Across the listing that follows, work out how many lines carry the string "arguments". Provide that number and nothing else.

-------------------------

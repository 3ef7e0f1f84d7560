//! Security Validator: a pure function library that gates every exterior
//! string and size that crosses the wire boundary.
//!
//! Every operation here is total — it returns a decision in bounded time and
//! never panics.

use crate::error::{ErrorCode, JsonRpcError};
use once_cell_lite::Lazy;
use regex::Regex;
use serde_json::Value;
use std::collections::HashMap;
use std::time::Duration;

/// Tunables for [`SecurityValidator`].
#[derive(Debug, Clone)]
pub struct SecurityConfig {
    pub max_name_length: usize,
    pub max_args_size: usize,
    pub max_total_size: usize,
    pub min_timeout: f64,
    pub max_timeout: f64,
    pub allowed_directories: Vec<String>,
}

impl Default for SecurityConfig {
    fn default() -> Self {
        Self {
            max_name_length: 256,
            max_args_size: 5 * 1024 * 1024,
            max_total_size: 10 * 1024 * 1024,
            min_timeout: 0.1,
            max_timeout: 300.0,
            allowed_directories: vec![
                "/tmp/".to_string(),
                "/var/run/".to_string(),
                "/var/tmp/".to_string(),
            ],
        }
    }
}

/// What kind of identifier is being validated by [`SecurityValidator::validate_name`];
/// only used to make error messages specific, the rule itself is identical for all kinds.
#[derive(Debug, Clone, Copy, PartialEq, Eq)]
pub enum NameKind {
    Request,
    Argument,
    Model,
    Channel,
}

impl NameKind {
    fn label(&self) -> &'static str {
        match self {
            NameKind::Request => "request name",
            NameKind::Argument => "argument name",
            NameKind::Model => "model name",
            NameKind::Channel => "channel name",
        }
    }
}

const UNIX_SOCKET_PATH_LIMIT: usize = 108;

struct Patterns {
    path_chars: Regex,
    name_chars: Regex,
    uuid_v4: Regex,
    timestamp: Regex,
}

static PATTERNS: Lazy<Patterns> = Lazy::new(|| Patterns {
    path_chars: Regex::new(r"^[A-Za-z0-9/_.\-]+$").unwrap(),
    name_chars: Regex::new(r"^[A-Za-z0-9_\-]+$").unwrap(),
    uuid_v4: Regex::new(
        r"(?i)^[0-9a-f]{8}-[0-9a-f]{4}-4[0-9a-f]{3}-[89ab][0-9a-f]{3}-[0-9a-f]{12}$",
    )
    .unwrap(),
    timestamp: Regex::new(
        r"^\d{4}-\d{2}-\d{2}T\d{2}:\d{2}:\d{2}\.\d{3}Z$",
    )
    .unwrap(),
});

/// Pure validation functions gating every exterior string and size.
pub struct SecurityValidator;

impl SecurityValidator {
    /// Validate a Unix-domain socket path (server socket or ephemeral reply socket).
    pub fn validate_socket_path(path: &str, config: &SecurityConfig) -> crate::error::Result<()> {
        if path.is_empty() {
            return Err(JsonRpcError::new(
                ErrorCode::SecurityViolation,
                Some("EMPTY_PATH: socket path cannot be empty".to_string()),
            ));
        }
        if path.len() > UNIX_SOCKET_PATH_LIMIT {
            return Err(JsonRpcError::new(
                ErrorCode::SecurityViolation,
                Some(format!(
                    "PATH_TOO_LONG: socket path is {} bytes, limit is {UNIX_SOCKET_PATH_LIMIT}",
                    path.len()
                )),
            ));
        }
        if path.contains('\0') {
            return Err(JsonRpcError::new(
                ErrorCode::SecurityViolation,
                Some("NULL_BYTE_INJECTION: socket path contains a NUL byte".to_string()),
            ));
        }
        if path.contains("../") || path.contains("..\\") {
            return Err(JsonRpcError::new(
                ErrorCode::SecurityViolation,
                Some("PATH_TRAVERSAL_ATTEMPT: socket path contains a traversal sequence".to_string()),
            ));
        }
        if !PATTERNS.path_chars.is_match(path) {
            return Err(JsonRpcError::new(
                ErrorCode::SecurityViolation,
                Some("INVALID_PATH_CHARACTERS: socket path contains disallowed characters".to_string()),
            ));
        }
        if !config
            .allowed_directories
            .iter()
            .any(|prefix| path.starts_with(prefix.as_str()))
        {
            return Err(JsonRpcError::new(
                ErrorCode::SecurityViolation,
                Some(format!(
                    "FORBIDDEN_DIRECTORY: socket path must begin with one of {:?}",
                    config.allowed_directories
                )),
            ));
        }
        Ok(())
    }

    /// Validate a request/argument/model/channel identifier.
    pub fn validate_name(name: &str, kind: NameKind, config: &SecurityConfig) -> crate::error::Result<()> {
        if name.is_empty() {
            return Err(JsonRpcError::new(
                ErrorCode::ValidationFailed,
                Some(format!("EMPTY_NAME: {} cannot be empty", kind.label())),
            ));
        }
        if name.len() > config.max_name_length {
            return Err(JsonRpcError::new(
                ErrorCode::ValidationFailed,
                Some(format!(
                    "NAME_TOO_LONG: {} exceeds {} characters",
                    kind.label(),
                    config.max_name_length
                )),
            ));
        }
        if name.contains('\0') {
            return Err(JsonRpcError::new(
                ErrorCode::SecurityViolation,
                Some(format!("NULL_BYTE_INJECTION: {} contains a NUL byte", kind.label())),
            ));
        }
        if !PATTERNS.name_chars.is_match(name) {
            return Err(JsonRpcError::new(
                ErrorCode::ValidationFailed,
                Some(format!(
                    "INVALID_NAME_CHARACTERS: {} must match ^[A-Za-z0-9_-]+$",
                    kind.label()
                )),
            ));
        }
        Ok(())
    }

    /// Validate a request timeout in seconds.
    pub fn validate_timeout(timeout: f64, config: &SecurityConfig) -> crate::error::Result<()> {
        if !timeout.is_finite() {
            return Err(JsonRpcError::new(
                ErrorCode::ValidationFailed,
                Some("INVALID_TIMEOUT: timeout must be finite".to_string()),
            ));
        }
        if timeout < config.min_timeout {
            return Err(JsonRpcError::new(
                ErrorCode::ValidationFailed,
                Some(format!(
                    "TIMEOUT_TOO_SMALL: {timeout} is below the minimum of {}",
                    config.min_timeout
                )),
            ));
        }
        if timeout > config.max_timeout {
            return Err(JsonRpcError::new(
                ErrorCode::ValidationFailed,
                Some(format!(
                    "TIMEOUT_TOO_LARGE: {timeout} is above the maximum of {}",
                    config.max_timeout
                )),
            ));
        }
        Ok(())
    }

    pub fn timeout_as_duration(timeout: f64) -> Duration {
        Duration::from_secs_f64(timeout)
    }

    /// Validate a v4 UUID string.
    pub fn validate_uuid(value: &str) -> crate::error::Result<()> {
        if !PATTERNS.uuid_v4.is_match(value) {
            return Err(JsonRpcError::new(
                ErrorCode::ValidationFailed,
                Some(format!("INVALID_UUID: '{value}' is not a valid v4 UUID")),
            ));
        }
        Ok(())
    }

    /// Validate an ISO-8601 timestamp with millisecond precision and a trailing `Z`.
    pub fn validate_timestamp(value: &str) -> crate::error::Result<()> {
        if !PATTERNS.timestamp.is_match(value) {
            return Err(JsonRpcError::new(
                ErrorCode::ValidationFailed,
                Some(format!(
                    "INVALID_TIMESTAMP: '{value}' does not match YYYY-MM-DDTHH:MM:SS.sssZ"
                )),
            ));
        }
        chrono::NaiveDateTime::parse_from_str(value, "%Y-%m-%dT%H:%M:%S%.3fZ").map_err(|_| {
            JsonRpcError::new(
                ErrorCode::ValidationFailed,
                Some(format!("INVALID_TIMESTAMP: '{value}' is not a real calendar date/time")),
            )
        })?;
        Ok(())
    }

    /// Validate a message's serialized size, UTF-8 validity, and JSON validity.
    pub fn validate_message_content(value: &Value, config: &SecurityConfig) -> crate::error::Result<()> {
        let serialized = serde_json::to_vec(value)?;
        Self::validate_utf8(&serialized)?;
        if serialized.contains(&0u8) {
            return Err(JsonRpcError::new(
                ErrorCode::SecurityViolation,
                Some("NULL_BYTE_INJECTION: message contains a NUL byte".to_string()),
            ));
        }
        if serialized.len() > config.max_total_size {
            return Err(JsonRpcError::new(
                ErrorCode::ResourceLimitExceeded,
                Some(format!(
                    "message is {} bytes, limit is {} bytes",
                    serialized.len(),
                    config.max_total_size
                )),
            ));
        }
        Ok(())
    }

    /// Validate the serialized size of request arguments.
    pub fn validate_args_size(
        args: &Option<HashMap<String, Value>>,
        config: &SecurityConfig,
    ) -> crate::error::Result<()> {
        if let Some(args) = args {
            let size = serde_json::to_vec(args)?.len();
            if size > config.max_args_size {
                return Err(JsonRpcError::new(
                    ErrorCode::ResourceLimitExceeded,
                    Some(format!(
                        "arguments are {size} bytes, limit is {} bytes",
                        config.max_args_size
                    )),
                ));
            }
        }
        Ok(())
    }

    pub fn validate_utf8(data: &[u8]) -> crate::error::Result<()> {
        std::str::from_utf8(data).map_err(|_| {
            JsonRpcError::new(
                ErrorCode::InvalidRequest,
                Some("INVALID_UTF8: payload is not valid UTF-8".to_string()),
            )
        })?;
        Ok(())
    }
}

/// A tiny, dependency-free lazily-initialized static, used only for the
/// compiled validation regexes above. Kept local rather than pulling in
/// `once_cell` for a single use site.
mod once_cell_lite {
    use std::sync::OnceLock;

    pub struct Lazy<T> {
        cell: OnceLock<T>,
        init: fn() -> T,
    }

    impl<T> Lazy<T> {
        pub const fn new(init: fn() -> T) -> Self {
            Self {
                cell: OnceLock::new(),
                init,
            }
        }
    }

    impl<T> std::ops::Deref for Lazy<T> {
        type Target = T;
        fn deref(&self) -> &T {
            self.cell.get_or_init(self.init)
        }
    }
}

-------------------------

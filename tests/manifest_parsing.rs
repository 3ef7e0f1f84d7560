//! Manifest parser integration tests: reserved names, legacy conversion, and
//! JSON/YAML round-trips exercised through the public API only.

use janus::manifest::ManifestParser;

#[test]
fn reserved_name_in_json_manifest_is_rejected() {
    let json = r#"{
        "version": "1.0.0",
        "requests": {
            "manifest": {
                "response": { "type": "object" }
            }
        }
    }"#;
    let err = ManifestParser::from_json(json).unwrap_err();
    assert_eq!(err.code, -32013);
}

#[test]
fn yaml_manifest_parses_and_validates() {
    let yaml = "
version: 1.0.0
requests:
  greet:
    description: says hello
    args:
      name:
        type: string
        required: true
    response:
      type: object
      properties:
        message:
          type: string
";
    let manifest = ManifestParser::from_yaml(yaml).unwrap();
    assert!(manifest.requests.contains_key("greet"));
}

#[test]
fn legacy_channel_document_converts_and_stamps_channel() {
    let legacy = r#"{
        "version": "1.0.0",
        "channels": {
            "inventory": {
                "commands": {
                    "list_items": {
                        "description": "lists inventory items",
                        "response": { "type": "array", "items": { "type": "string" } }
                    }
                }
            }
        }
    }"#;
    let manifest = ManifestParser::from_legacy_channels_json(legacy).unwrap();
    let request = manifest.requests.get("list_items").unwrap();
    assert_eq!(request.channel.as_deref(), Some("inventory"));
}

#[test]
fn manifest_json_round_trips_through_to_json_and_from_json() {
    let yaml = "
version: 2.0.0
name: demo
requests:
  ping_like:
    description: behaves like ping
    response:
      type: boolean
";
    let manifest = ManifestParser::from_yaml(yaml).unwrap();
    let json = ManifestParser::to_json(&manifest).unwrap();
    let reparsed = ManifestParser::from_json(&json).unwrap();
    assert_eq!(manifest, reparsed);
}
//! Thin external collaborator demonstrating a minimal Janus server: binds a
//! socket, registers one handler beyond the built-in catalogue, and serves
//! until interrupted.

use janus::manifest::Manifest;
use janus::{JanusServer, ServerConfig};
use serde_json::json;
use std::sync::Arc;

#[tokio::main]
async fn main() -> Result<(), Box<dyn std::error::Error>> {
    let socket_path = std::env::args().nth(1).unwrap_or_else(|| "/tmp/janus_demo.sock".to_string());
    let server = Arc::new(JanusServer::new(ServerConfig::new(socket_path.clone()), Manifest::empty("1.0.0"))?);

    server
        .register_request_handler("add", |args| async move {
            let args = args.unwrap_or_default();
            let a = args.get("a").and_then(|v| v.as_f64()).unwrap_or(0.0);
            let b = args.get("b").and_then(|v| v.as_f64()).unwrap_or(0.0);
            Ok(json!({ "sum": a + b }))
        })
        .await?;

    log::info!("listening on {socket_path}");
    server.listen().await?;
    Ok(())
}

-------------------------

▶ EXPECTED ANSWER
2